At any rate, I was lucky that day in the doctor’s office that the doctor was quite a bit behind schedule and I was able to finish quite a bit of the article. I was so excited that I stole the magazine! A few years later, Clynes’ book Sentics – The Touch of Emotion was published and I ordered it. But I kept the magazine for many years, through a number of moves, and I may still have it somewhere.
No John, it’s not the sounds that are making love! Words and pictures don’t make love either, but they can break your heart!

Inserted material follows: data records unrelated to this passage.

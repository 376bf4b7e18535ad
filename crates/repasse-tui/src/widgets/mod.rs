pub mod spinner;
pub mod text_input;
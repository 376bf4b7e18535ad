//! Search coordinator, lookup client and result history for the repasse terminal client.
//!
//! Nothing in here touches the terminal: [`coordinator::Coordinator`] holds all
//! state and is driven by explicit transitions, so the same logic can be
//! exercised from tests without a rendering surface.

pub mod coordinator;
pub mod dates;
pub mod error;
pub mod history;
pub mod model;
pub mod money;
pub mod render;
pub mod selection;
pub mod service;
pub mod session;
pub mod suggestions;
use std::path::PathBuf;

use ratatui::style::{Color, Modifier, Style};
use serde::Deserialize;
use tracing::warn;

/// Styles for every element of the query screen.
#[derive(Debug, Clone)]
pub struct Theme {
    pub border: Style,
    pub border_focused: Style,
    pub header: Style,
    pub normal: Style,
    pub dimmed: Style,
    pub error: Style,
    pub warning: Style,
    pub success: Style,
    pub status_bar: Style,
    pub popup_border: Style,
    pub popup_title: Style,
    pub input_prompt: Style,
    /// Suggestion dropdown body.
    pub dropdown: Style,
    /// Highlighted suggestion or history row.
    pub highlight: Style,
    /// Monetary values on the result card.
    pub amount: Style,
    pub button: Style,
    pub button_disabled: Style,
}

impl Theme {
    /// Dark theme on the Catppuccin Mocha palette.
    pub fn dark() -> Self {
        let base = Color::Rgb(30, 30, 46);
        let surface0 = Color::Rgb(49, 50, 68);
        let surface1 = Color::Rgb(69, 71, 90);
        let overlay0 = Color::Rgb(108, 112, 134);
        let subtext0 = Color::Rgb(166, 173, 200);
        let text = Color::Rgb(205, 214, 244);
        let blue = Color::Rgb(137, 180, 250);
        let lavender = Color::Rgb(180, 190, 254);
        let green = Color::Rgb(166, 227, 161);
        let red = Color::Rgb(243, 139, 168);
        let peach = Color::Rgb(250, 179, 135);
        let yellow = Color::Rgb(249, 226, 175);
        let mauve = Color::Rgb(203, 166, 247);

        Self {
            border: Style::default().fg(surface1),
            border_focused: Style::default().fg(blue).add_modifier(Modifier::BOLD),
            header: Style::default().fg(lavender).add_modifier(Modifier::BOLD),
            normal: Style::default().fg(text),
            dimmed: Style::default().fg(overlay0),
            error: Style::default().fg(red).add_modifier(Modifier::BOLD),
            warning: Style::default().fg(yellow),
            success: Style::default().fg(green),
            status_bar: Style::default().fg(subtext0).bg(surface0),
            popup_border: Style::default().fg(mauve),
            popup_title: Style::default().fg(mauve).add_modifier(Modifier::BOLD),
            input_prompt: Style::default().fg(peach),
            dropdown: Style::default().fg(text).bg(surface0),
            highlight: Style::default().fg(base).bg(blue),
            amount: Style::default().fg(green).add_modifier(Modifier::BOLD),
            button: Style::default().fg(base).bg(blue).add_modifier(Modifier::BOLD),
            button_disabled: Style::default().fg(overlay0).bg(surface0),
        }
    }

    /// Light theme for light terminal backgrounds.
    pub fn light() -> Self {
        Self {
            border: Style::default().fg(Color::DarkGray),
            border_focused: Style::default().fg(Color::Blue),
            header: Style::default()
                .fg(Color::Blue)
                .add_modifier(Modifier::BOLD),
            normal: Style::default().fg(Color::Black),
            dimmed: Style::default().fg(Color::Gray),
            error: Style::default().fg(Color::Red).add_modifier(Modifier::BOLD),
            warning: Style::default().fg(Color::Yellow),
            success: Style::default().fg(Color::Green),
            status_bar: Style::default().fg(Color::Black).bg(Color::Gray),
            popup_border: Style::default().fg(Color::Blue),
            popup_title: Style::default()
                .fg(Color::Blue)
                .add_modifier(Modifier::BOLD),
            input_prompt: Style::default().fg(Color::Blue),
            dropdown: Style::default().fg(Color::Black).bg(Color::Gray),
            highlight: Style::default().fg(Color::White).bg(Color::Blue),
            amount: Style::default()
                .fg(Color::Green)
                .add_modifier(Modifier::BOLD),
            button: Style::default().fg(Color::White).bg(Color::Blue),
            button_disabled: Style::default().fg(Color::DarkGray).bg(Color::Gray),
        }
    }

    /// Load a theme by name: a built-in, or `<config_dir>/repasse/themes/<name>.toml`.
    pub fn load(name: &str) -> Self {
        match name.to_lowercase().as_str() {
            "dark" => Self::dark(),
            "light" => Self::light(),
            _ => match theme_file(name) {
                Some(path) if path.exists() => match std::fs::read_to_string(&path)
                    .ok()
                    .and_then(|content| toml::from_str::<ThemeDefinition>(&content).ok())
                {
                    Some(def) => def.to_theme(),
                    None => {
                        warn!("Failed to parse theme file: {:?}", path);
                        Self::dark()
                    }
                },
                _ => {
                    warn!("Unknown theme '{}', using dark", name);
                    Self::dark()
                }
            },
        }
    }
}

impl Default for Theme {
    fn default() -> Self {
        Self::dark()
    }
}

fn theme_file(name: &str) -> Option<PathBuf> {
    dirs::config_dir().map(|d| {
        d.join("repasse")
            .join("themes")
            .join(format!("{}.toml", name))
    })
}

// --- TOML theme files ---

#[derive(Debug, Deserialize)]
struct ThemeDefinition {
    colors: ThemeColors,
}

/// Every style is optional; missing ones fall back to the dark theme.
#[derive(Debug, Default, Deserialize)]
#[serde(default)]
struct ThemeColors {
    border: Option<StyleDef>,
    border_focused: Option<StyleDef>,
    header: Option<StyleDef>,
    normal: Option<StyleDef>,
    dimmed: Option<StyleDef>,
    error: Option<StyleDef>,
    warning: Option<StyleDef>,
    success: Option<StyleDef>,
    status_bar: Option<StyleDef>,
    popup_border: Option<StyleDef>,
    popup_title: Option<StyleDef>,
    input_prompt: Option<StyleDef>,
    dropdown: Option<StyleDef>,
    highlight: Option<StyleDef>,
    amount: Option<StyleDef>,
    button: Option<StyleDef>,
    button_disabled: Option<StyleDef>,
}

#[derive(Debug, Default, Deserialize)]
struct StyleDef {
    #[serde(default)]
    fg: Option<String>,
    #[serde(default)]
    bg: Option<String>,
    #[serde(default)]
    modifiers: Option<String>,
}

impl StyleDef {
    fn to_style(&self) -> Style {
        let mut style = Style::default();
        if let Some(ref fg) = self.fg {
            style = style.fg(parse_color(fg));
        }
        if let Some(ref bg) = self.bg {
            style = style.bg(parse_color(bg));
        }
        if let Some(ref mods) = self.modifiers {
            for m in mods.split('|') {
                match m.trim().to_uppercase().as_str() {
                    "BOLD" => style = style.add_modifier(Modifier::BOLD),
                    "ITALIC" => style = style.add_modifier(Modifier::ITALIC),
                    "UNDERLINED" => style = style.add_modifier(Modifier::UNDERLINED),
                    "DIM" => style = style.add_modifier(Modifier::DIM),
                    "REVERSED" => style = style.add_modifier(Modifier::REVERSED),
                    _ => {}
                }
            }
        }
        style
    }
}

impl ThemeDefinition {
    fn to_theme(&self) -> Theme {
        let base = Theme::dark();
        let c = &self.colors;
        let pick = |def: &Option<StyleDef>, fallback: Style| {
            def.as_ref().map(StyleDef::to_style).unwrap_or(fallback)
        };

        Theme {
            border: pick(&c.border, base.border),
            border_focused: pick(&c.border_focused, base.border_focused),
            header: pick(&c.header, base.header),
            normal: pick(&c.normal, base.normal),
            dimmed: pick(&c.dimmed, base.dimmed),
            error: pick(&c.error, base.error),
            warning: pick(&c.warning, base.warning),
            success: pick(&c.success, base.success),
            status_bar: pick(&c.status_bar, base.status_bar),
            popup_border: pick(&c.popup_border, base.popup_border),
            popup_title: pick(&c.popup_title, base.popup_title),
            input_prompt: pick(&c.input_prompt, base.input_prompt),
            dropdown: pick(&c.dropdown, base.dropdown),
            highlight: pick(&c.highlight, base.highlight),
            amount: pick(&c.amount, base.amount),
            button: pick(&c.button, base.button),
            button_disabled: pick(&c.button_disabled, base.button_disabled),
        }
    }
}

fn parse_color(s: &str) -> Color {
    let s = s.trim().to_lowercase();
    match s.as_str() {
        "black" => Color::Black,
        "red" => Color::Red,
        "green" => Color::Green,
        "yellow" => Color::Yellow,
        "blue" => Color::Blue,
        "magenta" => Color::Magenta,
        "cyan" => Color::Cyan,
        "gray" | "grey" => Color::Gray,
        "dark_gray" | "dark_grey" | "darkgray" => Color::DarkGray,
        "light_red" | "lightred" => Color::LightRed,
        "light_green" | "lightgreen" => Color::LightGreen,
        "light_blue" | "lightblue" => Color::LightBlue,
        "white" => Color::White,
        _ => parse_hex(&s).unwrap_or(Color::White),
    }
}

/// `#RRGGBB` or `RRGGBB`.
fn parse_hex(s: &str) -> Option<Color> {
    let hex = s.strip_prefix('#').unwrap_or(s);
    if hex.len() != 6 || !hex.is_ascii() {
        return None;
    }
    let channel = |i: usize| u8::from_str_radix(&hex[i..i + 2], 16).ok();
    Some(Color::Rgb(channel(0)?, channel(2)?, channel(4)?))
}
use std::io::{self, Stdout};

use crossterm::{
    event::{DisableBracketedPaste, DisableMouseCapture, EnableBracketedPaste, EnableMouseCapture},
    execute,
    terminal::{disable_raw_mode, enable_raw_mode, EnterAlternateScreen, LeaveAlternateScreen},
};
use ratatui::backend::CrosstermBackend;
use ratatui::Terminal;

pub type Tui = Terminal<CrosstermBackend<Stdout>>;

/// Initialize the terminal for TUI rendering.
pub fn init() -> io::Result<Tui> {
    enable_raw_mode()?;
    execute!(
        io::stdout(),
        EnterAlternateScreen,
        EnableMouseCapture,
        EnableBracketedPaste,
    )?;
    let backend = CrosstermBackend::new(io::stdout());
    Terminal::new(backend)
}

/// Restore the terminal to its original state.
pub fn restore() -> io::Result<()> {
    execute!(
        io::stdout(),
        DisableBracketedPaste,
        DisableMouseCapture,
        LeaveAlternateScreen,
    )?;
    disable_raw_mode()?;
    Ok(())
}

/// Install a panic hook that restores the terminal before printing the panic.
pub fn install_panic_hook() {
    let original_hook = std::panic::take_hook();
    std::panic::set_hook(Box::new(move |panic_info| {
        let _ = restore();
        original_hook(panic_info);
    }));
}
use std::time::Duration;

use crossterm::event::{self, Event as CrosstermEvent, KeyEvent, KeyEventKind, MouseEvent};

/// Application events produced by the event loop.
#[derive(Debug)]
pub enum AppEvent {
    Key(KeyEvent),
    Mouse(MouseEvent),
    Paste(String),
    Resize(u16, u16),
    Tick,
}

/// Poll for the next event, waiting at most `timeout`.
pub fn poll_event(timeout: Duration) -> Option<AppEvent> {
    if event::poll(timeout).ok()? {
        match event::read().ok()? {
            // Windows reports both press and release
            CrosstermEvent::Key(key) if key.kind != KeyEventKind::Release => {
                Some(AppEvent::Key(key))
            }
            CrosstermEvent::Mouse(mouse) => Some(AppEvent::Mouse(mouse)),
            CrosstermEvent::Paste(text) => Some(AppEvent::Paste(text)),
            CrosstermEvent::Resize(w, h) => Some(AppEvent::Resize(w, h)),
            _ => None,
        }
    } else {
        Some(AppEvent::Tick)
    }
}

As a professional performer, I have always known that it is emotion that makes music tick. Without emotion, there is no reason to listen to music at all. John Cage scoffed at the idea of emotion in music. He joked that some people thought the sounds were making love. No John, it’s not the sounds that are making love! Words and pictures don’t make love either, but they can break your heart! Music is sound, but it is sound in motion, and it’s the motion that is important. It is the ways that those sounds change which trigger our biologically wired emotional impulses. It is the verb, not the noun, where the action is.

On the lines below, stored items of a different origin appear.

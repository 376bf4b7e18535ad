use std::io::Write;
use std::path::{Path, PathBuf};

use tracing::{debug, info, warn};

use crate::error::CoreError;
use crate::model::LookupResult;

pub const DEFAULT_CAPACITY: usize = 25;

/// Past lookup results, most recent first, bounded to `capacity`.
///
/// When backed by a file, every mutation rewrites the whole snapshot so the
/// file always equals the in-memory list.
#[derive(Debug)]
pub struct HistoryCache {
    path: Option<PathBuf>,
    capacity: usize,
    entries: Vec<LookupResult>,
}

impl HistoryCache {
    /// Read the snapshot at `path`. Absent or unreadable files yield an empty cache.
    pub fn load(path: impl Into<PathBuf>, capacity: usize) -> Self {
        let path = path.into();
        let capacity = capacity.max(1);
        let mut entries = read_snapshot(&path);

        if entries.len() > capacity {
            info!(
                "history snapshot has {} entries, trimming to {}",
                entries.len(),
                capacity
            );
            entries.truncate(capacity);
        }

        Self {
            path: Some(path),
            capacity,
            entries,
        }
    }

    /// A cache that is never written to disk.
    pub fn in_memory(capacity: usize) -> Self {
        Self {
            path: None,
            capacity: capacity.max(1),
            entries: Vec::new(),
        }
    }

    /// Default snapshot location: `<data_dir>/repasse/historico.json`.
    pub fn default_path() -> PathBuf {
        dirs::data_dir()
            .unwrap_or_else(|| PathBuf::from("."))
            .join("repasse")
            .join("historico.json")
    }

    pub fn path(&self) -> Option<&Path> {
        self.path.as_deref()
    }

    pub fn capacity(&self) -> usize {
        self.capacity
    }

    pub fn all(&self) -> &[LookupResult] {
        &self.entries
    }

    pub fn get(&self, index: usize) -> Option<&LookupResult> {
        self.entries.get(index)
    }

    pub fn len(&self) -> usize {
        self.entries.len()
    }

    pub fn is_empty(&self) -> bool {
        self.entries.is_empty()
    }

    /// Insert at the front, trim to capacity, persist.
    ///
    /// The in-memory list is updated even if the write fails.
    pub fn prepend(&mut self, entry: LookupResult) -> Result<(), CoreError> {
        self.entries.insert(0, entry);
        self.entries.truncate(self.capacity);
        self.save()
    }

    /// Drop every entry and persist the empty snapshot.
    pub fn clear(&mut self) -> Result<(), CoreError> {
        self.entries.clear();
        self.save()
    }

    fn save(&self) -> Result<(), CoreError> {
        let Some(path) = &self.path else {
            return Ok(());
        };

        let data = serde_json::to_vec_pretty(&self.entries)
            .map_err(|e| CoreError::Persistence(format!("Failed to serialize history: {}", e)))?;

        let dir = match path.parent() {
            Some(p) if !p.as_os_str().is_empty() => p.to_path_buf(),
            _ => PathBuf::from("."),
        };
        std::fs::create_dir_all(&dir).map_err(|e| {
            CoreError::Persistence(format!("Failed to create history directory: {}", e))
        })?;

        // Write to a sibling temp file, then rename over the snapshot
        let mut tmp = tempfile::NamedTempFile::new_in(&dir)
            .map_err(|e| CoreError::Persistence(format!("Failed to create temp file: {}", e)))?;
        tmp.write_all(&data)
            .map_err(|e| CoreError::Persistence(format!("Failed to write history: {}", e)))?;
        tmp.persist(path)
            .map_err(|e| CoreError::Persistence(format!("Failed to replace history: {}", e)))?;

        debug!("history saved: {} entries to {:?}", self.entries.len(), path);
        Ok(())
    }
}

fn read_snapshot(path: &Path) -> Vec<LookupResult> {
    if !path.exists() {
        debug!("no history snapshot at {:?}", path);
        return Vec::new();
    }

    let content = match std::fs::read_to_string(path) {
        Ok(c) => c,
        Err(e) => {
            warn!("Failed to read history {:?}: {}", path, e);
            return Vec::new();
        }
    };

    match serde_json::from_str::<Vec<LookupResult>>(&content) {
        Ok(entries) => entries,
        Err(e) => {
            warn!("Discarding malformed history {:?}: {}", path, e);
            Vec::new()
        }
    }
}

Clynes has done some composing, but his musical interests are primarily interpretive. His later work involves programs that analyze music for its emotional content and shape the intonation, vibrato, and metrics to conform to that content. He wrote a program called “Superconductor” that allows someone to conduct a piece and alter it according to not only the tempo, but the emotional content contained in the conductor’s motions.

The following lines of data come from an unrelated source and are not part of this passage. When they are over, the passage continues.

use std::path::{Path, PathBuf};
use std::time::Duration;

use anyhow::Context;
use serde::{Deserialize, Serialize};
use tracing::warn;

use repasse_core::history::{HistoryCache, DEFAULT_CAPACITY};
use repasse_core::service::ServiceSettings;
use repasse_core::session::{SearchSettings, DEFAULT_DEBOUNCE_MS, DEFAULT_MIN_CHARS};

/// Configurable keybindings for global shortcuts.
/// Each field holds a key string like "Ctrl+q", "Shift+Tab", "F5".
#[derive(Debug, Clone, Serialize, Deserialize)]
#[serde(default)]
pub struct KeybindingConfig {
    pub quit: String,
    pub force_quit: String,
    pub focus_next: String,
    pub focus_prev: String,
    pub submit: String,
    pub focus_search: String,
    pub focus_history: String,
    pub copy_result: String,
    pub toggle_log_panel: String,
}

impl Default for KeybindingConfig {
    fn default() -> Self {
        Self {
            quit: "Ctrl+q".to_string(),
            force_quit: "Ctrl+c".to_string(),
            focus_next: "Tab".to_string(),
            focus_prev: "Shift+Tab".to_string(),
            submit: "F5".to_string(),
            focus_search: "Ctrl+f".to_string(),
            focus_history: "Ctrl+r".to_string(),
            copy_result: "Ctrl+y".to_string(),
            toggle_log_panel: "F7".to_string(),
        }
    }
}

/// Top-level application configuration.
#[derive(Debug, Clone, Default, Serialize, Deserialize)]
pub struct AppConfig {
    #[serde(default)]
    pub general: GeneralConfig,
    #[serde(default)]
    pub keybindings: KeybindingConfig,
    #[serde(default)]
    pub api: ServiceSettings,
    #[serde(default)]
    pub search: SearchConfig,
    #[serde(default)]
    pub history: HistoryConfig,
    /// True when no config file was found on disk (first launch).
    #[serde(skip)]
    pub first_launch: bool,
}

#[derive(Debug, Clone, Serialize, Deserialize)]
pub struct GeneralConfig {
    #[serde(default = "default_theme")]
    pub theme: String,
    #[serde(default = "default_tick_rate")]
    pub tick_rate_ms: u64,
    #[serde(default = "default_log_level")]
    pub log_level: String,
}

fn default_theme() -> String {
    "dark".to_string()
}
fn default_tick_rate() -> u64 {
    50
}
fn default_log_level() -> String {
    "info".to_string()
}

impl Default for GeneralConfig {
    fn default() -> Self {
        Self {
            theme: default_theme(),
            tick_rate_ms: default_tick_rate(),
            log_level: default_log_level(),
        }
    }
}

#[derive(Debug, Clone, Serialize, Deserialize)]
pub struct SearchConfig {
    #[serde(default = "default_debounce_ms")]
    pub debounce_ms: u64,
    #[serde(default = "default_min_chars")]
    pub min_chars: usize,
}

fn default_debounce_ms() -> u64 {
    DEFAULT_DEBOUNCE_MS
}
fn default_min_chars() -> usize {
    DEFAULT_MIN_CHARS
}

impl Default for SearchConfig {
    fn default() -> Self {
        Self {
            debounce_ms: default_debounce_ms(),
            min_chars: default_min_chars(),
        }
    }
}

impl SearchConfig {
    pub fn to_settings(&self) -> SearchSettings {
        SearchSettings {
            debounce: Duration::from_millis(self.debounce_ms),
            min_chars: self.min_chars.max(1),
        }
    }
}

#[derive(Debug, Clone, Serialize, Deserialize)]
pub struct HistoryConfig {
    #[serde(default = "default_capacity")]
    pub capacity: usize,
    /// Snapshot file; `~/` is expanded. Defaults to the user data directory.
    #[serde(default, skip_serializing_if = "Option::is_none")]
    pub path: Option<String>,
}

fn default_capacity() -> usize {
    DEFAULT_CAPACITY
}

impl Default for HistoryConfig {
    fn default() -> Self {
        Self {
            capacity: default_capacity(),
            path: None,
        }
    }
}

impl HistoryConfig {
    /// Where the history snapshot lives.
    pub fn resolve_path(&self) -> PathBuf {
        match self.path.as_deref().map(str::trim) {
            Some(raw) if !raw.is_empty() => expand_home(raw),
            _ => HistoryCache::default_path(),
        }
    }
}

/// Replace a leading `~/` with the user's home directory.
fn expand_home(raw: &str) -> PathBuf {
    if let Some(rest) = raw.strip_prefix("~/").or_else(|| raw.strip_prefix("~\\")) {
        if let Some(home) = dirs::home_dir() {
            return home.join(rest);
        }
    }
    PathBuf::from(raw)
}

impl AppConfig {
    /// Default config location: `<config_dir>/repasse/config.toml`.
    pub fn default_path() -> Option<PathBuf> {
        dirs::config_dir().map(|d| d.join("repasse").join("config.toml"))
    }

    /// Load from the default location, falling back to defaults.
    pub fn load() -> Self {
        let config_path = Self::default_path().unwrap_or_default();

        if config_path.exists() {
            match std::fs::read_to_string(&config_path) {
                Ok(content) => match Self::from_toml(&content) {
                    Ok(config) => return config,
                    Err(e) => warn!("Ignoring invalid config {:?}: {}", config_path, e),
                },
                Err(e) => warn!("Cannot read config {:?}: {}", config_path, e),
            }
            return Self::default();
        }

        Self {
            first_launch: true,
            ..Self::default()
        }
    }

    /// Load an explicitly requested file. Unlike [`AppConfig::load`], errors are fatal.
    pub fn load_from(path: &Path) -> anyhow::Result<Self> {
        let content = std::fs::read_to_string(path)
            .with_context(|| format!("cannot read config file {}", path.display()))?;
        Self::from_toml(&content)
            .with_context(|| format!("invalid config file {}", path.display()))
    }

    /// Parse config from a TOML string.
    pub fn from_toml(content: &str) -> Result<Self, toml::de::Error> {
        toml::from_str(content)
    }

    pub fn tick_rate(&self) -> Duration {
        Duration::from_millis(self.general.tick_rate_ms.max(1))
    }
}
use ratatui::layout::{Constraint, Layout, Rect};
use ratatui::text::{Line, Span};
use ratatui::widgets::{Block, Borders, Clear, Paragraph, Wrap};
use ratatui::Frame;

use crate::theme::Theme;

/// Centered overlay geometry. Size is a share of the screen, never smaller
/// than `min_width` x `min_height` cells and never larger than the screen.
#[derive(Debug, Clone, Copy)]
pub struct Popup {
    width_percent: u16,
    height_percent: u16,
    min_width: u16,
    min_height: u16,
}

impl Popup {
    pub fn new(width_percent: u16, height_percent: u16) -> Self {
        Self {
            width_percent,
            height_percent,
            min_width: 30,
            min_height: 5,
        }
    }

    pub fn with_min(mut self, min_width: u16, min_height: u16) -> Self {
        self.min_width = min_width;
        self.min_height = min_height;
        self
    }

    pub fn centered_area(&self, full: Rect) -> Rect {
        let share = |len: u16, pct: u16| (u32::from(len) * u32::from(pct) / 100) as u16;
        let width = share(full.width, self.width_percent)
            .max(self.min_width)
            .min(full.width);
        let height = share(full.height, self.height_percent)
            .max(self.min_height)
            .min(full.height);
        Rect {
            x: full.x + (full.width - width) / 2,
            y: full.y + (full.height - height) / 2,
            width,
            height,
        }
    }

    /// Clear the background and draw a titled border. Returns the inner area.
    pub fn render_frame(&self, frame: &mut Frame, full: Rect, title: &str, theme: &Theme) -> Rect {
        let area = self.centered_area(full);
        frame.render_widget(Clear, area);

        let block = Block::default()
            .title(Span::styled(format!(" {} ", title), theme.popup_title))
            .borders(Borders::ALL)
            .border_style(theme.popup_border);
        let inner = block.inner(area);
        frame.render_widget(block, area);
        inner
    }
}

/// Modal notice: wrapped message above a key hint.
pub fn render_message_popup(
    frame: &mut Frame,
    full: Rect,
    title: &str,
    message: &str,
    hint: &str,
    theme: &Theme,
) {
    // Border + blank + hint around however many lines the message wraps to
    let text_width = (full.width / 2).max(30).saturating_sub(2).max(1) as usize;
    let wrapped = message.chars().count().div_ceil(text_width).max(1) as u16;
    let popup = Popup::new(50, 0).with_min(30, wrapped + 4);
    let inner = popup.render_frame(frame, full, title, theme);

    let [body, hint_area] =
        Layout::vertical([Constraint::Min(1), Constraint::Length(1)]).areas(inner);
    frame.render_widget(
        Paragraph::new(message)
            .style(theme.normal)
            .wrap(Wrap { trim: true }),
        body,
    );
    frame.render_widget(
        Paragraph::new(Line::from(Span::styled(hint, theme.dimmed))),
        hint_area,
    );
}

#[cfg(test)]
mod tests {
    use super::*;

    #[test]
    fn test_centered_share() {
        let area = Popup::new(50, 50).centered_area(Rect::new(0, 0, 100, 40));
        assert_eq!(area, Rect::new(25, 10, 50, 20));
    }

    #[test]
    fn test_minimum_and_screen_clamp() {
        let popup = Popup::new(10, 10).with_min(40, 8);
        assert_eq!(
            popup.centered_area(Rect::new(0, 0, 100, 40)),
            Rect::new(30, 16, 40, 8)
        );
        // Never larger than a tiny screen
        assert_eq!(
            popup.centered_area(Rect::new(0, 0, 20, 4)),
            Rect::new(0, 0, 20, 4)
        );
    }
}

Though I can understand his excitement about how his work relates to musical interpretation, I am more interested in his theories from a creative standpoint. For me, he confirmed that emotion was the language of music. Emotional forms are very specific and unforgiving, but they are hard-wired into all of us so we already know what they are! How to create those forms in music takes a little skill, but whether or not the music is expressive takes more intuition than knowledge. Considering his research showed that composers are leaving an emotional record and a personal inner pulse within their music, it seemed to me that the most important characteristic for a composer to maintain should be honesty. At a time when music was being flooded with the importance of Ideas and Processes, it became clear to me that to keep an intimate knowledge and identification with the music I was creating was the only way to insure its emotional integrity.
I don’t think that the sound of the music is the only way music can have an emotional impact. Juxtaposition of style, texture, placement, social concerns, stark contrasts, and innumerable other techniques can all cause emotional involvement of a different sort by suggesting situations which trigger emotional memories, fears, or responses. But even by just manipulating the sound, I think there are still vast untapped resources for emotional expression.
As for that first year theory student, I was able to give her some hints about what was going on in the music, but mostly I just reassured her that she was on the right track. She had discovered the magic of music herself. Dr. Clynes has shown us the mechanism with which it gets us. It is up to the creative ingenuity of performers and composers to devise methods with which to deliver that magic to us all.